Seu Cardoso pediu calma à família: a esposa, duas belas garotas e um rapaz. Todos confiam no pai. Ele, bombeiro, avalia as possibilidades de saírem salvos daquela situação. Estudou minuciosamente o local, afastou-se do carro, mas antes pediu que a família se abrigasse sobre o capô e teto do carro, e aguardasse a sua volta. Caminhou para frente, cuidadosamente, para sentir a firmeza do terreno, olhou para cima, verificando a sustentação da barreira que ainda resistia; percebendo que havia uma vala de cimento, por onde escorria o excesso de água, durante um dia normal, sem temporal. Subiu, constatou que seria por ali o local de escape deles.
De volta ao carro procurou o solo mais firme para andar rápido. Estava a 500 metros de sua família. A chuva deu uma trégua, o prenuncio, entretanto, era de continuidade, até mais intensa. Cansado, não podia desistir, era a vida de sua família que estava em perigo. Seguiu em frente, chegando próximo ao carro, verificou que não havia mais ninguém em cima dele, juntando forças, correu desesperado. Todos estavam agarrados a um galho de árvore que pendera para o lado deles, o veículo já estava quase encoberto pela água.

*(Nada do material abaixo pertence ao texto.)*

//! Audio/video muxing.

use reel_models::EncodingConfig;
use serde::Serialize;
use std::path::Path;
use tracing::info;

use crate::command::{FfmpegCommand, FfmpegRunner};
use crate::error::{MediaError, MediaResult};
use crate::fs_utils::{finalize_output, partial_path, remove_if_exists, validate_output};
use crate::probe::probe_media;

/// What the muxer produced.
#[derive(Debug, Clone, Copy, PartialEq, Serialize)]
pub struct MuxSummary {
    pub size_bytes: u64,
    pub duration_sec: f64,
}

/// Attaches an audio track to a silent visual track.
#[derive(Debug, Clone)]
pub struct Muxer {
    runner: FfmpegRunner,
    encoding: EncodingConfig,
}

impl Muxer {
    pub fn new(runner: FfmpegRunner, encoding: EncodingConfig) -> Self {
        Self { runner, encoding }
    }

    /// Build the mux command: video copied, audio encoded to AAC, cut to the
    /// shorter input, moov atom first.
    pub fn command(&self, visual: &Path, audio: &Path, output: &Path) -> FfmpegCommand {
        FfmpegCommand::with_output(output)
            .input(visual)
            .input(audio)
            .map("0:v:0")
            .map("1:a:0")
            .video_codec("copy")
            .output_args(self.encoding.audio_args())
            .shortest()
            .faststart()
    }

    /// Mux `visual` with `audio` into `output`, then probe the result.
    pub async fn mux(&self, visual: &Path, audio: &Path, output: &Path) -> MediaResult<MuxSummary> {
        for input in [visual, audio] {
            if !input.exists() {
                return Err(MediaError::FileNotFound(input.to_path_buf()));
            }
        }

        let partial = partial_path(output);
        let cmd = self.command(visual, audio, &partial);
        let result = self.runner.run(&cmd).await;
        finalize_output(result, &partial, output).await?;

        let summary = match summarize(output).await {
            Ok(summary) => summary,
            Err(e) => {
                remove_if_exists(output).await;
                return Err(e);
            }
        };
        info!(
            size_bytes = summary.size_bytes,
            duration_sec = summary.duration_sec,
            "Muxed {}",
            output.display()
        );
        Ok(summary)
    }
}

/// Size and probed duration of a finished file.
pub async fn summarize(path: &Path) -> MediaResult<MuxSummary> {
    let size_bytes = validate_output(path, 1).await?;
    let info = probe_media(path).await?;
    Ok(MuxSummary {
        size_bytes,
        duration_sec: info.duration,
    })
}
//! Render worker.
//!
//! This crate provides:
//! - Environment configuration
//! - JSON job manifests for every engine operation
//! - A job executor that always reports a `JobOutcome`
//! - Job-scoped structured logging and job metrics

pub mod config;
pub mod error;
pub mod executor;
pub mod logging;
pub mod manifest;
pub mod metrics;

pub use config::WorkerConfig;
pub use error::{WorkerError, WorkerResult};
pub use executor::{JobExecutor, JobReport};
pub use logging::JobLogger;
pub use manifest::{JobKind, JobManifest, TextShortSettings};
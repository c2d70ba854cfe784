//! Worker error types.

use std::path::PathBuf;
use thiserror::Error;

pub type WorkerResult<T> = Result<T, WorkerError>;

#[derive(Debug, Error)]
pub enum WorkerError {
    #[error("Invalid manifest {}: {message}", path.display())]
    InvalidManifest { path: PathBuf, message: String },

    #[error("Invalid job: {0}")]
    InvalidJob(String),

    #[error("Configuration error: {0}")]
    ConfigError(String),

    #[error("Media error: {0}")]
    Media(#[from] reel_media::MediaError),

    #[error("JSON error: {0}")]
    Json(#[from] serde_json::Error),

    #[error("IO error: {0}")]
    Io(#[from] std::io::Error),
}

impl WorkerError {
    pub fn invalid_manifest(path: impl Into<PathBuf>, msg: impl Into<String>) -> Self {
        Self::InvalidManifest {
            path: path.into(),
            message: msg.into(),
        }
    }

    pub fn config_error(msg: impl Into<String>) -> Self {
        Self::ConfigError(msg.into())
    }

    /// Whether the job was rejected before any media work started.
    pub fn is_rejected(&self) -> bool {
        match self {
            WorkerError::InvalidManifest { .. }
            | WorkerError::InvalidJob(_)
            | WorkerError::ConfigError(_) => true,
            WorkerError::Media(e) => e.is_input_error(),
            _ => false,
        }
    }
}
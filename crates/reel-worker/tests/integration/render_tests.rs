//! End-to-end renders against a real ffmpeg.

use reel_worker::{JobExecutor, WorkerConfig};
use std::path::Path;
use tempfile::TempDir;
use tokio::process::Command;

/// Generate a short landscape test clip with a tone track.
async fn test_clip(path: &Path, seconds: u32) {
    let status = Command::new("ffmpeg")
        .args(["-y", "-v", "error", "-f", "lavfi", "-i"])
        .arg(format!("testsrc=size=1280x720:rate=30:duration={seconds}"))
        .args(["-f", "lavfi", "-i"])
        .arg(format!("sine=frequency=440:duration={seconds}"))
        .args(["-c:v", "libx264", "-pix_fmt", "yuv420p", "-c:a", "aac", "-shortest"])
        .arg(path)
        .status()
        .await
        .expect("Failed to spawn ffmpeg");
    assert!(status.success(), "ffmpeg could not generate the test clip");
}

#[tokio::test]
#[ignore = "requires ffmpeg"]
async fn test_crop_vertical_end_to_end() {
    let dir = TempDir::new().expect("Failed to create temp dir");
    let input = dir.path().join("landscape.mp4");
    let output = dir.path().join("portrait.mp4");
    test_clip(&input, 3).await;

    let manifest = dir.path().join("crop.json");
    std::fs::write(
        &manifest,
        format!(
            r#"{{"kind":"crop_vertical","output":"{}","video":"{}"}}"#,
            output.display(),
            input.display()
        ),
    )
    .expect("Failed to write manifest");

    let executor = JobExecutor::new(WorkerConfig {
        work_dir: dir.path().join("work"),
        ..WorkerConfig::default()
    });
    let reports = executor.run_files(&[manifest]).await;

    let report = &reports[0];
    assert!(report.outcome.success, "crop failed: {:?}", report.outcome.error);
    assert!(report.outcome.size_bytes > 0);
    assert!((report.outcome.duration_sec - 3.0).abs() < 0.5);

    let info = reel_media::probe_video(&output).await.expect("Failed to probe output");
    assert!(info.height > info.width);
}

#[tokio::test]
#[ignore = "requires ffmpeg"]
async fn test_extract_clip_clamps_to_source_end() {
    let dir = TempDir::new().expect("Failed to create temp dir");
    let input = dir.path().join("talk.mp4");
    let output = dir.path().join("clip.mp4");
    test_clip(&input, 6).await;

    let manifest = dir.path().join("clip.json");
    std::fs::write(
        &manifest,
        format!(
            r#"{{"kind":"extract_clip","output":"{}","video":"{}","start_sec":2,"end_sec":60}}"#,
            output.display(),
            input.display()
        ),
    )
    .expect("Failed to write manifest");

    let executor = JobExecutor::new(WorkerConfig {
        work_dir: dir.path().join("work"),
        ..WorkerConfig::default()
    });
    let reports = executor.run_files(&[manifest]).await;

    let report = &reports[0];
    assert!(report.outcome.success, "extract failed: {:?}", report.outcome.error);
    assert!(report.outcome.duration_sec > 0.0 && report.outcome.duration_sec < 6.5);
    assert!(output.exists());
}
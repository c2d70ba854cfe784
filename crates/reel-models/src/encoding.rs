//! Video encoding configuration.
//!
//! Every stage encodes with the same H.264 4:2:0 profile so that clips from
//! different stages can be joined without mismatches.

use schemars::JsonSchema;
use serde::{Deserialize, Serialize};

/// Output pixel format shared by every stage.
pub const PIXEL_FORMAT: &str = "yuv420p";

/// VBV limits for platforms that reject bitrate spikes.
#[derive(Debug, Clone, PartialEq, Eq, Serialize, Deserialize, JsonSchema)]
pub struct RateCap {
    pub bitrate: String,
    pub maxrate: String,
    pub bufsize: String,
}

/// Encoder profile. Missing fields in JSON take the default profile's values.
#[derive(Debug, Clone, PartialEq, Serialize, Deserialize, JsonSchema)]
#[serde(default)]
pub struct EncodingConfig {
    /// Video encoder, e.g. "libx264"
    pub codec: String,
    /// x264 speed preset
    pub preset: String,
    /// Constant Rate Factor (0-51, lower is better)
    pub crf: u8,
    pub audio_codec: String,
    pub audio_bitrate: String,
    pub rate_cap: Option<RateCap>,
}

impl Default for EncodingConfig {
    fn default() -> Self {
        Self {
            codec: "libx264".into(),
            preset: "fast".into(),
            crf: 22,
            audio_codec: "aac".into(),
            audio_bitrate: "192k".into(),
            rate_cap: None,
        }
    }
}

impl EncodingConfig {
    /// Short-form profile: slightly higher quality with a capped bitrate.
    pub fn for_shorts() -> Self {
        Self {
            crf: 20,
            rate_cap: Some(RateCap {
                bitrate: "2000k".into(),
                maxrate: "2500k".into(),
                bufsize: "5000k".into(),
            }),
            ..Default::default()
        }
    }

    /// Long-form ambient profile: slower preset, higher CRF for smaller files.
    pub fn for_ambient(is_4k: bool) -> Self {
        Self {
            preset: "medium".into(),
            crf: if is_4k { 26 } else { 24 },
            ..Default::default()
        }
    }

    /// Video-only encoder arguments (codec, preset, quality, pixel format).
    pub fn video_args(&self) -> Vec<String> {
        let mut args: Vec<String> = vec![
            "-c:v".into(),
            self.codec.clone(),
            "-preset".into(),
            self.preset.clone(),
            "-crf".into(),
            self.crf.to_string(),
        ];
        if let Some(cap) = &self.rate_cap {
            for (flag, value) in [("-b:v", &cap.bitrate), ("-maxrate", &cap.maxrate), ("-bufsize", &cap.bufsize)] {
                args.push(flag.into());
                args.push(value.clone());
            }
        }
        args.push("-pix_fmt".into());
        args.push(PIXEL_FORMAT.into());
        args
    }

    pub fn audio_args(&self) -> Vec<String> {
        vec![
            "-c:a".into(),
            self.audio_codec.clone(),
            "-b:a".into(),
            self.audio_bitrate.clone(),
        ]
    }
}
use std::path::Path;

use reel_media::{check_ffmpeg, check_ffprobe, FontSet};
use reel_worker::WorkerConfig;

#[tokio::main]
async fn main() -> anyhow::Result<()> {
    dotenvy::dotenv().ok();
    let config = WorkerConfig::from_env();

    println!(
        "worker-selfcheck: starting with work_dir={}",
        config.work_dir.display()
    );
    ensure_workdir(&config.work_dir).await?;

    let ffmpeg = check_ffmpeg().map_err(|e| anyhow::anyhow!("ffmpeg not available: {}", e))?;
    let ffprobe = check_ffprobe().map_err(|e| anyhow::anyhow!("ffprobe not available: {}", e))?;
    println!(
        "worker-selfcheck: ffmpeg={} ffprobe={}",
        ffmpeg.display(),
        ffprobe.display()
    );

    FontSet::load(config.font_path.as_deref())
        .map_err(|e| anyhow::anyhow!("no usable font: {}", e))?;

    println!("worker-selfcheck: ok");
    Ok(())
}

/// The work dir must exist and accept new files.
async fn ensure_workdir(path: &Path) -> anyhow::Result<()> {
    tokio::fs::create_dir_all(path).await?;
    tempfile::NamedTempFile::new_in(path)
        .map_err(|e| anyhow::anyhow!("work dir {} is not writable: {}", path.display(), e))?;
    Ok(())
}
fn landscape_render<'de, D: Deserializer<'de>>(d: D) -> Result<RenderConfig, D::Error> {
    Ok(RenderOverrides::deserialize(d)?.apply(RenderConfig::default()))
}
fn vertical_render<'de, D: Deserializer<'de>>(d: D) -> Result<RenderConfig, D::Error> {
    Ok(RenderOverrides::deserialize(d)?.apply(RenderConfig::vertical()))
}
fn ambient_render<'de, D: Deserializer<'de>>(d: D) -> Result<RenderConfig, D::Error> {
    Ok(RenderOverrides::deserialize(d)?.apply(RenderConfig::ambient()))
}
fn slideshow_render<'de, D: Deserializer<'de>>(d: D) -> Result<RenderConfig, D::Error> {
    Ok(RenderOverrides::deserialize(d)?.apply(RenderConfig::slideshow()))
}

fn default_seconds_per_image() -> f64 {
    DEFAULT_SECONDS_PER_IMAGE
}
fn default_music_volume() -> f64 {
    BedLevels::ART_MUSIC.volume
}
fn default_group_size() -> usize {
    DEFAULT_GROUP_SIZE
}
fn vertical_resolution() -> ResolutionClass {
    ResolutionClass::Vertical1080
}
fn default_hook_duration() -> f64 {
    HookOverlay::DEFAULT_DURATION_SEC
}

/// Text-short look and pacing as written in a manifest.
#[derive(Debug, Clone, PartialEq, Serialize, Deserialize, JsonSchema)]
#[serde(default)]
pub struct TextShortSettings {
    pub resolution_class: ResolutionClass,
    pub fps: u32,
    pub fade_frames: u32,
    pub crossfade_sec: f64,
    pub sfx: bool,
    pub theme: CardTheme,
    pub bed_volume: f64,
    pub bed_fade_in_sec: f64,
    pub bed_fade_out_sec: f64,
}

impl Default for TextShortSettings {
    fn default() -> Self {
        let options = TextShortOptions::default();
        Self {
            resolution_class: options.resolution,
            fps: options.timing.fps,
            fade_frames: options.timing.fade_frames,
            crossfade_sec: options.crossfade_sec,
            sfx: options.sfx,
            theme: options.theme,
            bed_volume: options.bed_levels.volume,
            bed_fade_in_sec: options.bed_levels.fade_in_sec,
            bed_fade_out_sec: options.bed_levels.fade_out_sec,
        }
    }
}

impl TextShortSettings {
    pub fn to_options(&self) -> TextShortOptions {
        TextShortOptions {
            resolution: self.resolution_class,
            timing: CardTiming {
                fps: self.fps,
                fade_frames: self.fade_frames,
            },
            crossfade_sec: self.crossfade_sec,
            sfx: self.sfx,
            theme: self.theme,
            bed_levels: BedLevels {
                volume: self.bed_volume,
                fade_in_sec: self.bed_fade_in_sec,
                fade_out_sec: self.bed_fade_out_sec,
            },
        }
    }
}

impl JobManifest {
    /// Read and validate a manifest file.
    pub async fn load(path: &Path) -> WorkerResult<Self> {
        let raw = tokio::fs::read_to_string(path).await?;
        let manifest: JobManifest = serde_json::from_str(&raw)
            .map_err(|e| WorkerError::invalid_manifest(path, e.to_string()))?;
        manifest
            .validate()
            .map_err(|message| WorkerError::invalid_manifest(path, message))?;
        Ok(manifest)
    }

    pub fn kind_name(&self) -> &'static str {
        self.job.name()
    }

    /// Encoder profile for the job: the manifest override, else the profile
    /// matching the job kind.
    pub fn encoding(&self) -> EncodingConfig {
        if let Some(encoding) = &self.encoding {
            return encoding.clone();
        }
        match &self.job {
            JobKind::Broll { .. } => EncodingConfig::default(),
            JobKind::Ambient { render, .. } | JobKind::Slideshow { render, .. } => {
                EncodingConfig::for_ambient(render.resolution_class == ResolutionClass::Uhd4k)
            }
            _ => EncodingConfig::for_shorts(),
        }
    }

    /// Check option values that no engine stage can recover from.
    pub fn validate(&self) -> Result<(), String> {
        if self.output.as_os_str().is_empty() {
            return Err("output path is empty".to_string());
        }
        if let Some(encoding) = &self.encoding {
            if encoding.crf > 51 {
                return Err(format!("crf must be 0-51, got {}", encoding.crf));
            }
        }

        match &self.job {
            JobKind::Broll { render, .. } => validate_render(render),
            JobKind::Vertical { render, .. } => {
                if !render.resolution_class.is_vertical() {
                    return Err(format!(
                        "{} is not a vertical resolution",
                        render.resolution_class
                    ));
                }
                validate_render(render)
            }
            JobKind::Ambient {
                render,
                target_duration_sec,
                ..
            } => {
                if *target_duration_sec <= 0.0 {
                    return Err("target_duration_sec must be positive".to_string());
                }
                validate_render(render)
            }
            JobKind::Slideshow {
                seconds_per_image,
                music_volume,
                render,
                ..
            } => {
                if *seconds_per_image <= 0.0 {
                    return Err("seconds_per_image must be positive".to_string());
                }
                if !(0.0..=1.0).contains(music_volume) {
                    return Err(format!("music_volume must be 0-1, got {}", music_volume));
                }
                validate_render(render)
            }
            JobKind::ExtractClip {
                start_sec, end_sec, ..
            } => {
                if *start_sec < 0.0 {
                    return Err("start_sec must not be negative".to_string());
                }
                if end_sec <= start_sec {
                    return Err("end_sec must be after start_sec".to_string());
                }
                Ok(())
            }
            JobKind::Captions {
                words,
                script,
                group_size,
                ..
            } => {
                let has_script = script.as_deref().is_some_and(|s| !s.trim().is_empty());
                if words.is_empty() && !has_script {
                    return Err("captions need words or a script".to_string());
                }
                if *group_size == 0 {
                    return Err("group_size must be at least 1".to_string());
                }
                Ok(())
            }
            JobKind::TextShort { cards, options, .. } => {
                if cards.is_empty() {
                    return Err("text short has no cards".to_string());
                }
                if let Some(line) = cards
                    .iter()
                    .flat_map(|card| &card.lines)
                    .find(|line| line.size == 0 || line.size > MAX_CARD_FONT_SIZE)
                {
                    return Err(format!(
                        "card line \"{}\" has size {}, expected 1-{}",
                        line.text, line.size, MAX_CARD_FONT_SIZE
                    ));
                }
                if options.fps == 0 {
                    return Err("fps must be positive".to_string());
                }
                if options.crossfade_sec < 0.0 {
                    return Err("crossfade_sec must not be negative".to_string());
                }
                Ok(())
            }
            JobKind::CropVertical {
                resolution_class, ..
            } => {
                if !resolution_class.is_vertical() {
                    return Err(format!("{} is not a vertical resolution", resolution_class));
                }
                Ok(())
            }
            JobKind::HookOverlay {
                text, duration_sec, ..
            } => {
                if text.trim().is_empty() {
                    return Err("hook text is empty".to_string());
                }
                if *duration_sec <= 0.0 {
                    return Err("hook duration_sec must be positive".to_string());
                }
                Ok(())
            }
        }
    }
}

Aliviado, seu Cardoso se acalmou. Foi em direção à árvore quase tombada, transmitiu instruções à esposa e filhos. Conseguiram agarrar-se a outro galho quase solto e seguiram o pai. Chegaram ao local da vala de cimento que se comunicava à pista superior, subiram e caminharam uns 200 metros até a um lugar mais seguro, havia outras pessoas que saudavam aos que iam aparecendo. Permaneceram ali, até os socorristas começarem a trabalhar, o que não demorou muito. Ainda exausto, o grupo aplaudia entusiasmado os intrépidos e destemidos homens do Corpo de Bombeiros.